Council For Spiritual Practice

(Crystal Bay – Roberto Venosa)

Like the Santo Daime in Mapia, Brazil, Gnostisismo Revolutionario de la Concienca de Krishna is an example of a spiritual community based around the use of a psychoactive sacrament as an inspiration and teacher. Combining beliefs from various cultures, Gnostisismo Revolutionario de la Concienca de Krishna is a growing shamanic community which began fifteen years ago in the Putamayo and Caqueta regions of the Colombian jungle.
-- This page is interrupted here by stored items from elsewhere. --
//! Error types for prefork.

use thiserror::Error;

use crate::prefork::signals::TerminationReason;

/// Main error type for prefork.
#[derive(Error, Debug)]
pub enum PreforkError {
    #[error("Invalid configuration: {0}")]
    Config(String),

    #[error("Invalid listen address '{0}'")]
    InvalidAddress(String),

    #[error("Failed to bind {addr}: {source}")]
    Bind {
        addr: String,
        #[source]
        source: std::io::Error,
    },

    #[error("failed to start a worker process, error: {0}")]
    Spawn(#[source] std::io::Error),

    #[error("Failed to wait for worker {pid}: {source}")]
    Wait {
        pid: u32,
        #[source]
        source: std::io::Error,
    },

    #[error("Worker {pid} {reason}")]
    WorkerExited { pid: u32, reason: TerminationReason },

    #[error("Server error: {0}")]
    Serve(#[source] std::io::Error),

    #[error("TLS error: {0}")]
    Tls(#[from] rustls::Error),

    #[error("IO error: {0}")]
    Io(#[from] std::io::Error),
}

/// Result type alias for prefork operations.
pub type Result<T> = std::result::Result<T, PreforkError>;
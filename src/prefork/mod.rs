//! Prefork process groups.
//!
//! One launched program re-executes itself N times. Every copy binds the same
//! address with `SO_REUSEPORT`, so the kernel balances connections across
//! processes instead of an in-process scheduler.
//!
//! # Architecture
//!
//! ```text
//!                     ┌─────────────────┐
//!                     │   Coordinator   │  spawns, waits for first exit,
//!                     │ (original exec) │  kills the rest
//!                     └────────┬────────┘
//!                              │ PREFORK_WORKER=1
//!               ┌──────────────┼──────────────┐
//!               │              │              │
//!         ┌─────▼─────┐  ┌─────▼─────┐  ┌─────▼─────┐
//!         │ Worker 1  │  │ Worker 2  │  │ Worker N  │
//!         │ :8080     │  │ :8080     │  │ :8080     │
//!         └───────────┘  └───────────┘  └───────────┘
//!                  SO_REUSEPORT, kernel load-balanced
//! ```
//!
//! # Example
//!
//! ```no_run
//! use axum::{Router, routing::get};
//! use prefork::Prefork;
//!
//! fn main() -> prefork::Result<()> {
//!     let app = Router::new().route("/", get(|| async { "hello" }));
//!     Prefork::new(app).run("0.0.0.0:8080")
//! }
//! ```

pub mod listener;
pub mod role;
pub mod signals;
pub mod supervisor;
pub mod watch;

use std::future::Future;
use std::sync::Arc;

use rustls::ServerConfig;
use tracing::info;

use crate::error::{PreforkError, Result};

pub use listener::{Connection, Listener, bind};
pub use role::{ProcessRole, WORKER_ENV_KEY, WORKER_ENV_VALUE, is_worker};
pub use supervisor::{LaunchConfig, default_parallelism, launch};

/// Something that takes over a bound listener and serves on it until done.
pub trait Service: Send + 'static {
    fn serve(self, listener: Listener) -> impl Future<Output = Result<()>> + Send;
}

impl Service for axum::Router {
    async fn serve(self, listener: Listener) -> Result<()> {
        axum::serve(listener, self)
            .with_graceful_shutdown(shutdown_signal())
            .await
            .map_err(PreforkError::Serve)
    }
}

/// Adapts an async closure into a [`Service`].
pub struct ServeFn<F>(pub F);

impl<F, Fut> Service for ServeFn<F>
where
    F: FnOnce(Listener) -> Fut + Send + 'static,
    Fut: Future<Output = Result<()>> + Send,
{
    fn serve(self, listener: Listener) -> impl Future<Output = Result<()>> + Send {
        (self.0)(listener)
    }
}

/// Group settings.
#[derive(Debug, Clone, Default)]
pub struct PreforkConfig {
    /// Worker count; `None` means one per available CPU.
    pub workers: Option<usize>,
}

/// Entry point for a prefork server.
///
/// The same call runs in every process: the coordinator launches workers,
/// workers bind and serve.
pub struct Prefork<S> {
    service: S,
    config: PreforkConfig,
}

impl<S: Service> Prefork<S> {
    pub fn new(service: S) -> Self {
        Self {
            service,
            config: PreforkConfig::default(),
        }
    }

    pub fn with_config(mut self, config: PreforkConfig) -> Self {
        self.config = config;
        self
    }

    /// Override the number of worker processes.
    pub fn with_workers(mut self, workers: usize) -> Self {
        self.config.workers = Some(workers);
        self
    }

    /// Serve plaintext on `addr`. Blocks for the life of the process group.
    pub fn run(self, addr: &str) -> Result<()> {
        self.start(addr, None)
    }

    /// Serve TLS on `addr`. Blocks for the life of the process group.
    pub fn run_tls(self, addr: &str, tls: Arc<ServerConfig>) -> Result<()> {
        self.start(addr, Some(tls))
    }

    fn start(self, addr: &str, tls: Option<Arc<ServerConfig>>) -> Result<()> {
        // A single-threaded runtime per process: parallelism comes from the
        // process count, not from threads.
        let runtime = tokio::runtime::Builder::new_current_thread()
            .enable_all()
            .build()?;

        match ProcessRole::detect() {
            ProcessRole::Worker => runtime.block_on(serve_worker(self.service, addr, tls)),
            ProcessRole::Coordinator => {
                let workers = self.config.workers.unwrap_or_else(default_parallelism);
                let config = LaunchConfig::current(workers)?;
                info!(workers, addr, "Starting prefork group");
                runtime.block_on(launch(&config))
            }
        }
    }
}

/// Worker path: bind the shared address, watch the coordinator, then serve.
pub async fn serve_worker<S: Service>(
    service: S,
    addr: &str,
    tls: Option<Arc<ServerConfig>>,
) -> Result<()> {
    let listener = bind(addr, tls).await?;
    info!(
        pid = std::process::id(),
        addr = %listener.local_addr(),
        tls = listener.is_tls(),
        "Worker listening"
    );

    tokio::spawn(watch::watch_parent());

    service.serve(listener).await
}

/// Resolves on SIGINT or SIGTERM.
pub(crate) async fn shutdown_signal() {
    use tokio::signal::unix::{SignalKind, signal};

    let ctrl_c = async {
        if tokio::signal::ctrl_c().await.is_err() {
            std::future::pending::<()>().await;
        }
    };
    let terminate = async {
        match signal(SignalKind::terminate()) {
            Ok(mut stream) => {
                stream.recv().await;
            }
            Err(_) => std::future::pending::<()>().await,
        }
    };

    tokio::select! {
        _ = ctrl_c => {}
        _ = terminate => {}
    }
}
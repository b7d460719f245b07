//! HTTP application served by each worker of the `prefork` binary.
//!
//! Every response names the worker pid that produced it, which makes the
//! kernel's connection spreading visible from the outside.

use axum::{Json, Router, routing::get};
use serde::Serialize;
use tower_http::trace::TraceLayer;

use crate::prefork::ProcessRole;

/// Health check response.
#[derive(Debug, Serialize)]
pub struct HealthResponse {
    pub status: &'static str,
    pub pid: u32,
    pub role: String,
}

async fn index() -> String {
    format!("hello from worker {}\n", std::process::id())
}

async fn health() -> Json<HealthResponse> {
    Json(HealthResponse {
        status: "ok",
        pid: std::process::id(),
        role: ProcessRole::detect().to_string(),
    })
}

/// Build the router: `/` and `/health`, with request tracing.
pub fn build_router() -> Router {
    Router::new()
        .route("/", get(index))
        .route("/health", get(health))
        .layer(TraceLayer::new_for_http())
}
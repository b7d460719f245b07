//! Shared listening sockets.
//!
//! Every worker binds the same address with `SO_REUSEPORT` set before bind,
//! so the kernel spreads inbound connections across the group. With a TLS
//! configuration the raw listener is wrapped so that connections are only
//! handed out after a completed handshake.

use std::io;
use std::net::SocketAddr;
use std::pin::Pin;
use std::sync::Arc;
use std::task::{Context, Poll};
use std::time::Duration;

use rustls::ServerConfig;
use tokio::io::{AsyncRead, AsyncWrite, ReadBuf};
use tokio::net::{TcpListener, TcpSocket, TcpStream};
use tokio::sync::mpsc;
use tokio::task::JoinHandle;
use tokio_rustls::TlsAcceptor;
use tokio_rustls::server::TlsStream;
use tracing::{debug, error, warn};

use crate::error::{PreforkError, Result};

/// Listen backlog for the shared socket.
const BACKLOG: u32 = 1024;

/// Upper bound on a single TLS handshake.
const HANDSHAKE_TIMEOUT: Duration = Duration::from_secs(10);

/// Completed handshakes waiting to be picked up by the server.
const HANDSHAKE_QUEUE: usize = 128;

/// Back-off after a failed `accept(2)` (e.g. EMFILE).
const ACCEPT_RETRY_DELAY: Duration = Duration::from_secs(1);

/// Bind `addr` with port reuse enabled, optionally wrapping it in TLS.
///
/// Must be called from within a tokio runtime.
pub async fn bind(addr: &str, tls: Option<Arc<ServerConfig>>) -> Result<Listener> {
    let socket_addr = resolve(addr).await?;
    let listener = bind_reuseport(socket_addr).map_err(|source| PreforkError::Bind {
        addr: addr.to_string(),
        source,
    })?;

    match tls {
        Some(config) => Listener::tls(listener, config),
        None => Listener::plain(listener),
    }
}

async fn resolve(addr: &str) -> Result<SocketAddr> {
    tokio::net::lookup_host(addr)
        .await
        .ok()
        .and_then(|mut addrs| addrs.next())
        .ok_or_else(|| PreforkError::InvalidAddress(addr.to_string()))
}

fn bind_reuseport(addr: SocketAddr) -> io::Result<TcpListener> {
    let socket = if addr.is_ipv4() {
        TcpSocket::new_v4()?
    } else {
        TcpSocket::new_v6()?
    };
    socket.set_reuseaddr(true)?;
    socket.set_reuseport(true)?;
    socket.bind(addr)?;
    socket.listen(BACKLOG)
}

/// A bound listener, plain or TLS.
pub struct Listener {
    local_addr: SocketAddr,
    kind: Kind,
}

enum Kind {
    Plain(TcpListener),
    Tls {
        incoming: mpsc::Receiver<(Connection, SocketAddr)>,
        acceptor: JoinHandle<()>,
    },
}

impl Listener {
    fn plain(listener: TcpListener) -> Result<Self> {
        Ok(Self {
            local_addr: listener.local_addr()?,
            kind: Kind::Plain(listener),
        })
    }

    fn tls(listener: TcpListener, config: Arc<ServerConfig>) -> Result<Self> {
        let local_addr = listener.local_addr()?;
        let (ready, incoming) = mpsc::channel(HANDSHAKE_QUEUE);
        let acceptor = tokio::spawn(tls_accept_loop(
            listener,
            TlsAcceptor::from(config),
            ready,
        ));
        Ok(Self {
            local_addr,
            kind: Kind::Tls { incoming, acceptor },
        })
    }

    /// Address the socket is actually bound to.
    pub fn local_addr(&self) -> SocketAddr {
        self.local_addr
    }

    pub fn is_tls(&self) -> bool {
        matches!(self.kind, Kind::Tls { .. })
    }

    /// Accept the next connection. TLS connections are returned post-handshake.
    pub async fn next_connection(&mut self) -> io::Result<(Connection, SocketAddr)> {
        match &mut self.kind {
            Kind::Plain(listener) => {
                let (stream, peer) = listener.accept().await?;
                Ok((Connection::Plain(stream), peer))
            }
            Kind::Tls { incoming, .. } => incoming.recv().await.ok_or_else(|| {
                io::Error::new(io::ErrorKind::BrokenPipe, "TLS acceptor stopped")
            }),
        }
    }
}

impl Drop for Listener {
    fn drop(&mut self) {
        if let Kind::Tls { acceptor, .. } = &self.kind {
            acceptor.abort();
        }
    }
}

impl axum::serve::Listener for Listener {
    type Io = Connection;
    type Addr = SocketAddr;

    async fn accept(&mut self) -> (Self::Io, Self::Addr) {
        loop {
            match self.next_connection().await {
                Ok(conn) => return conn,
                Err(e) => {
                    error!(error = %e, "Accept failed");
                    tokio::time::sleep(ACCEPT_RETRY_DELAY).await;
                }
            }
        }
    }

    fn local_addr(&self) -> io::Result<Self::Addr> {
        Ok(self.local_addr)
    }
}

/// Accept raw TCP and hand each stream to its own handshake task.
async fn tls_accept_loop(
    listener: TcpListener,
    acceptor: TlsAcceptor,
    ready: mpsc::Sender<(Connection, SocketAddr)>,
) {
    loop {
        let (stream, peer) = tokio::select! {
            _ = ready.closed() => return,
            accepted = listener.accept() => match accepted {
                Ok(pair) => pair,
                Err(e) => {
                    warn!(error = %e, "TLS listener accept failed");
                    tokio::time::sleep(ACCEPT_RETRY_DELAY).await;
                    continue;
                }
            },
        };

        let acceptor = acceptor.clone();
        let ready = ready.clone();
        tokio::spawn(async move {
            match tokio::time::timeout(HANDSHAKE_TIMEOUT, acceptor.accept(stream)).await {
                Ok(Ok(tls)) => {
                    let _ = ready.send((Connection::Tls(Box::new(tls)), peer)).await;
                }
                Ok(Err(e)) => debug!(%peer, error = %e, "TLS handshake failed"),
                Err(_) => debug!(%peer, "TLS handshake timed out"),
            }
        });
    }
}

/// An accepted connection.
pub enum Connection {
    Plain(TcpStream),
    Tls(Box<TlsStream<TcpStream>>),
}

impl Connection {
    pub fn is_tls(&self) -> bool {
        matches!(self, Self::Tls(_))
    }
}

impl AsyncRead for Connection {
    fn poll_read(
        self: Pin<&mut Self>,
        cx: &mut Context<'_>,
        buf: &mut ReadBuf<'_>,
    ) -> Poll<io::Result<()>> {
        match self.get_mut() {
            Self::Plain(s) => Pin::new(s).poll_read(cx, buf),
            Self::Tls(s) => Pin::new(s).poll_read(cx, buf),
        }
    }
}

impl AsyncWrite for Connection {
    fn poll_write(
        self: Pin<&mut Self>,
        cx: &mut Context<'_>,
        buf: &[u8],
    ) -> Poll<io::Result<usize>> {
        match self.get_mut() {
            Self::Plain(s) => Pin::new(s).poll_write(cx, buf),
            Self::Tls(s) => Pin::new(s).poll_write(cx, buf),
        }
    }

    fn poll_write_vectored(
        self: Pin<&mut Self>,
        cx: &mut Context<'_>,
        bufs: &[io::IoSlice<'_>],
    ) -> Poll<io::Result<usize>> {
        match self.get_mut() {
            Self::Plain(s) => Pin::new(s).poll_write_vectored(cx, bufs),
            Self::Tls(s) => Pin::new(s).poll_write_vectored(cx, bufs),
        }
    }

    fn is_write_vectored(&self) -> bool {
        match self {
            Self::Plain(s) => s.is_write_vectored(),
            Self::Tls(s) => s.is_write_vectored(),
        }
    }

    fn poll_flush(self: Pin<&mut Self>, cx: &mut Context<'_>) -> Poll<io::Result<()>> {
        match self.get_mut() {
            Self::Plain(s) => Pin::new(s).poll_flush(cx),
            Self::Tls(s) => Pin::new(s).poll_flush(cx),
        }
    }

    fn poll_shutdown(self: Pin<&mut Self>, cx: &mut Context<'_>) -> Poll<io::Result<()>> {
        match self.get_mut() {
            Self::Plain(s) => Pin::new(s).poll_shutdown(cx),
            Self::Tls(s) => Pin::new(s).poll_shutdown(cx),
        }
    }
}
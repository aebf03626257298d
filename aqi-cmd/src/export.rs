//! CSV export of a forecast.

use aqi_forecast::Forecast;
use log::info;
use std::io::Write;
use std::path::{Path, PathBuf};

pub const CSV_HEADER: [&str; 2] = ["Day", "Predicted AQI"];

/// `<city>_AQI_Forecast.csv`
pub fn forecast_file_name(city: &str) -> String {
    format!("{}_AQI_Forecast.csv", city)
}

/// Write `Day,Predicted AQI` followed by one row per forecast day.
pub fn write_forecast_csv<W: Write>(writer: W, forecast: &Forecast) -> anyhow::Result<()> {
    let mut wtr = csv::Writer::from_writer(writer);
    wtr.write_record(CSV_HEADER)?;
    for step in forecast.steps() {
        wtr.write_record([step.day_name().as_str(), step.label.name()])?;
    }
    wtr.flush()?;
    Ok(())
}

/// Write the forecast for `city` into `dir`, returning the file path.
pub fn export_forecast(dir: &Path, city: &str, forecast: &Forecast) -> anyhow::Result<PathBuf> {
    let path = dir.join(forecast_file_name(city));
    let file = std::fs::File::create(&path)?;
    write_forecast_csv(file, forecast)?;
    info!("[AQI Debug] export: wrote {}", path.display());
    Ok(path)
}
use aqi_core::{AqiError, Result, FEATURE_COUNT, FEATURE_NAMES};
use serde::Serialize;

#[derive(Debug, PartialEq, Clone, Copy, Serialize)]
pub struct FeatureImportance {
    pub feature: &'static str,
    pub importance: f64,
}

/// The `n` most important features, highest first. Equal weights keep
/// feature order.
pub fn top_importances(importances: &[f64], n: usize) -> Result<Vec<FeatureImportance>> {
    if importances.len() != FEATURE_COUNT {
        return Err(AqiError::FeatureCountMismatch {
            expected: FEATURE_COUNT,
            got: importances.len(),
        });
    }
    let mut ranked: Vec<FeatureImportance> = FEATURE_NAMES
        .iter()
        .zip(importances)
        .map(|(&feature, &importance)| FeatureImportance { feature, importance })
        .collect();
    ranked.sort_by(|a, b| b.importance.total_cmp(&a.importance));
    ranked.truncate(n);
    Ok(ranked)
}
use crate::error::{ModelError, Result};
use aqi_core::{FeatureRecord, FEATURE_COUNT};
use serde::Deserialize;

#[derive(Debug, Deserialize)]
struct RawScaler {
    mean: Vec<f64>,
    scale: Vec<f64>,
}

/// Per-feature standardisation `(x - mean) / scale` fitted at training time.
#[derive(Debug, PartialEq, Clone)]
pub struct StandardScaler {
    mean: [f64; FEATURE_COUNT],
    scale: [f64; FEATURE_COUNT],
}

impl StandardScaler {
    /// A zero scale (constant training column) is treated as 1.
    pub fn new(mean: &[f64], scale: &[f64]) -> Result<Self> {
        if mean.len() != FEATURE_COUNT || scale.len() != FEATURE_COUNT {
            return Err(ModelError::InvalidArtifact(format!(
                "scaler has {} means and {} scales, expected {}",
                mean.len(),
                scale.len(),
                FEATURE_COUNT
            )));
        }
        if mean.iter().chain(scale).any(|v| !v.is_finite()) {
            return Err(ModelError::InvalidArtifact(
                "scaler contains non-finite values".to_string(),
            ));
        }
        let mut m = [0.0; FEATURE_COUNT];
        let mut s = [1.0; FEATURE_COUNT];
        m.copy_from_slice(mean);
        for (dst, src) in s.iter_mut().zip(scale) {
            *dst = if *src == 0.0 { 1.0 } else { *src };
        }
        Ok(Self { mean: m, scale: s })
    }

    pub fn from_json(json: &str) -> Result<Self> {
        let raw: RawScaler = serde_json::from_str(json).map_err(|source| ModelError::Json {
            artifact: crate::SCALER_FILE.to_string(),
            source,
        })?;
        StandardScaler::new(&raw.mean, &raw.scale)
    }

    pub fn transform(&self, record: &FeatureRecord) -> [f64; FEATURE_COUNT] {
        let mut row = record.to_array();
        for ((x, m), s) in row.iter_mut().zip(&self.mean).zip(&self.scale) {
            *x = (*x - m) / s;
        }
        row
    }
}
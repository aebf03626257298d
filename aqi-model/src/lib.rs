//! Trained AQI classifier artifacts.
//!
//! A model directory holds four JSON files:
//!
//! - `model.json` - random forest ([`forest::RandomForest`])
//! - `city_encoder.json` - location names in code order
//! - `aqi_encoder.json` - category names in class-index order
//! - `feature_scaler.json` - optional [`scaler::StandardScaler`]
//!
//! [`ModelContext`] bundles them into a single read-only [`aqi_core::Classify`]
//! implementation.
//!
//! # Usage
//!
//! ```rust
//! use aqi_model::ModelContext;
//!
//! let ctx = ModelContext::demo().unwrap();
//! assert!(ctx.locations().encode("Lahore").is_ok());
//! ```

pub mod context;
pub mod error;
pub mod forest;
pub mod scaler;

pub use context::ModelContext;
pub use error::ModelError;

use std::fmt::Debug;

pub const MODEL_FILE: &str = "model.json";
pub const LOCATION_ENCODER_FILE: &str = "city_encoder.json";
pub const LABEL_ENCODER_FILE: &str = "aqi_encoder.json";
pub const SCALER_FILE: &str = "feature_scaler.json";

/// A trained classifier over fixed-width feature rows.
pub trait Model: Debug + Send + Sync {
    /// Class index for one row.
    fn predict(&self, features: &[f64]) -> aqi_core::Result<usize>;

    fn n_features(&self) -> usize;

    fn n_classes(&self) -> usize;

    fn feature_importances(&self) -> Option<&[f64]> {
        None
    }
}
//! Model input features and the readings they are built from.

use crate::error::{AqiError, Result};
use serde::{Deserialize, Serialize};

/// Number of columns in a [`FeatureRecord`].
pub const FEATURE_COUNT: usize = 14;

/// Column names in the order the classifier was trained on.
pub const FEATURE_NAMES: [&str; FEATURE_COUNT] = [
    "pm2_5_lag1",
    "pm2_5_lag3",
    "pm2_5_lag7",
    "pm2_5_roll3",
    "pm2_5_roll7",
    "temperature",
    "humidity",
    "wind_speed",
    "pm10",
    "no2",
    "o3",
    "so2",
    "co",
    "location_code",
];

/// PM2.5 lag and rolling-average inputs (µg/m³).
#[derive(Debug, PartialEq, Clone, Copy, Serialize, Deserialize)]
pub struct PmLags {
    /// Previous day
    pub lag1: f64,
    /// Three days ago
    pub lag3: f64,
    /// Seven days ago
    pub lag7: f64,
    /// 3-day rolling mean
    pub roll3: f64,
    /// 7-day rolling mean
    pub roll7: f64,
}

/// Weather and co-pollutant readings, held constant across a forecast run.
#[derive(Debug, PartialEq, Clone, Copy, Serialize, Deserialize)]
pub struct Environment {
    /// Degrees Celsius
    pub temperature: f64,
    /// Relative humidity, percent
    pub humidity: f64,
    /// Metres per second
    pub wind_speed: f64,
    pub pm10: f64,
    pub no2: f64,
    pub o3: f64,
    pub so2: f64,
    pub co: f64,
}

/// Everything the user enters for one prediction request.
#[derive(Debug, PartialEq, Clone, Copy, Serialize, Deserialize)]
pub struct Readings {
    pub lags: PmLags,
    pub environment: Environment,
}

impl Readings {
    /// Range check at the input boundary.
    ///
    /// PM2.5 lags, rolling means and the five pollutant concentrations must
    /// be non-negative; every value must be finite.
    pub fn validate(&self) -> Result<()> {
        let l = &self.lags;
        let e = &self.environment;
        let non_negative = [
            ("pm2_5_lag1", l.lag1),
            ("pm2_5_lag3", l.lag3),
            ("pm2_5_lag7", l.lag7),
            ("pm2_5_roll3", l.roll3),
            ("pm2_5_roll7", l.roll7),
            ("pm10", e.pm10),
            ("no2", e.no2),
            ("o3", e.o3),
            ("so2", e.so2),
            ("co", e.co),
        ];
        for (field, value) in non_negative {
            if !value.is_finite() || value < 0.0 {
                return Err(AqiError::InvalidReading { field, value });
            }
        }
        let signed = [
            ("temperature", e.temperature),
            ("humidity", e.humidity),
            ("wind_speed", e.wind_speed),
        ];
        for (field, value) in signed {
            if !value.is_finite() {
                return Err(AqiError::InvalidReading { field, value });
            }
        }
        Ok(())
    }
}

/// One row of classifier input, in [`FEATURE_NAMES`] order.
#[derive(Debug, PartialEq, Clone, Copy, Serialize)]
pub struct FeatureRecord {
    pub pm2_5_lag1: f64,
    pub pm2_5_lag3: f64,
    pub pm2_5_lag7: f64,
    pub pm2_5_roll3: f64,
    pub pm2_5_roll7: f64,
    pub temperature: f64,
    pub humidity: f64,
    pub wind_speed: f64,
    pub pm10: f64,
    pub no2: f64,
    pub o3: f64,
    pub so2: f64,
    pub co: f64,
    pub location_code: usize,
}

impl FeatureRecord {
    pub fn build(lags: &PmLags, environment: &Environment, location_code: usize) -> Self {
        FeatureRecord {
            pm2_5_lag1: lags.lag1,
            pm2_5_lag3: lags.lag3,
            pm2_5_lag7: lags.lag7,
            pm2_5_roll3: lags.roll3,
            pm2_5_roll7: lags.roll7,
            temperature: environment.temperature,
            humidity: environment.humidity,
            wind_speed: environment.wind_speed,
            pm10: environment.pm10,
            no2: environment.no2,
            o3: environment.o3,
            so2: environment.so2,
            co: environment.co,
            location_code,
        }
    }

    /// Flatten into the column order the model expects.
    pub fn to_array(&self) -> [f64; FEATURE_COUNT] {
        [
            self.pm2_5_lag1,
            self.pm2_5_lag3,
            self.pm2_5_lag7,
            self.pm2_5_roll3,
            self.pm2_5_roll7,
            self.temperature,
            self.humidity,
            self.wind_speed,
            self.pm10,
            self.no2,
            self.o3,
            self.so2,
            self.co,
            self.location_code as f64,
        ]
    }

    pub fn lags(&self) -> PmLags {
        PmLags {
            lag1: self.pm2_5_lag1,
            lag3: self.pm2_5_lag3,
            lag7: self.pm2_5_lag7,
            roll3: self.pm2_5_roll3,
            roll7: self.pm2_5_roll7,
        }
    }
}

#[cfg(test)]
mod tests {
    use super::*;

    fn sample_readings() -> Readings {
        Readings {
            lags: PmLags {
                lag1: 150.0,
                lag3: 100.0,
                lag7: 110.0,
                roll3: 120.0,
                roll7: 110.0,
            },
            environment: Environment {
                temperature: 36.0,
                humidity: 50.0,
                wind_speed: 5.0,
                pm10: 90.0,
                no2: 120.0,
                o3: 50.0,
                so2: 25.0,
                co: 1.0,
            },
        }
    }

    #[test]
    fn build_keeps_column_order() {
        let r = sample_readings();
        let record = FeatureRecord::build(&r.lags, &r.environment, 3);
        let row = record.to_array();
        assert_eq!(
            row,
            [150.0, 100.0, 110.0, 120.0, 110.0, 36.0, 50.0, 5.0, 90.0, 120.0, 50.0, 25.0, 1.0, 3.0]
        );
        assert_eq!(record.lags(), r.lags);
    }

    #[test]
    fn feature_names_match_record_width() {
        assert_eq!(FEATURE_NAMES.len(), FEATURE_COUNT);
        assert_eq!(FEATURE_NAMES[0], "pm2_5_lag1");
        assert_eq!(FEATURE_NAMES[FEATURE_COUNT - 1], "location_code");
    }

    #[test]
    fn validate_accepts_defaults_and_negative_temperature() {
        let mut r = sample_readings();
        assert!(r.validate().is_ok());
        r.environment.temperature = -12.0;
        assert!(r.validate().is_ok());
    }

    #[test]
    fn validate_rejects_negative_pollutants() {
        let mut r = sample_readings();
        r.environment.so2 = -1.0;
        assert_eq!(
            r.validate(),
            Err(AqiError::InvalidReading {
                field: "so2",
                value: -1.0
            })
        );

        let mut r = sample_readings();
        r.lags.roll7 = -0.5;
        let err = r.validate().unwrap_err();
        assert!(matches!(err, AqiError::InvalidReading { field: "pm2_5_roll7", .. }));
        assert!(!err.is_configuration_error());
    }

    #[test]
    fn validate_rejects_non_finite() {
        let mut r = sample_readings();
        r.environment.humidity = f64::NAN;
        assert!(matches!(
            r.validate(),
            Err(AqiError::InvalidReading { field: "humidity", .. })
        ));
    }
}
In the name, ‘Gnostisismo’ relates to the groups association with the gnostic movement. ‘Revolutionario’ refers to a (non-violent) “revolution in consciousness as a means of changing the world to a place where the people live in equality and freedom as brothers and sisters”. ‘De la concienca de Krishna’ comes from the affinity of the community with the spiritual traditions of India and Krishna. The group is also very ecologically and politically motivated, campaigning for the human rights of the campesinos who live in the jungle, and initiating ecological projects. Ayahuasca (known as yaje) is drunk in twice weekly ceremonies. It is revered as a teacher and spirit guide and seen as a spiritual path which can be followed to gain access to the realms of healing, divination and inner knowledge, as well as for maintaining an intimacy with the immediate environment and the planet. The community is led by a shaman named Vasudev who has been living in the jungle and working with Yajé for 17 years during which time he has studied with a number of indigenous shamans from Caqueta and Putamayo.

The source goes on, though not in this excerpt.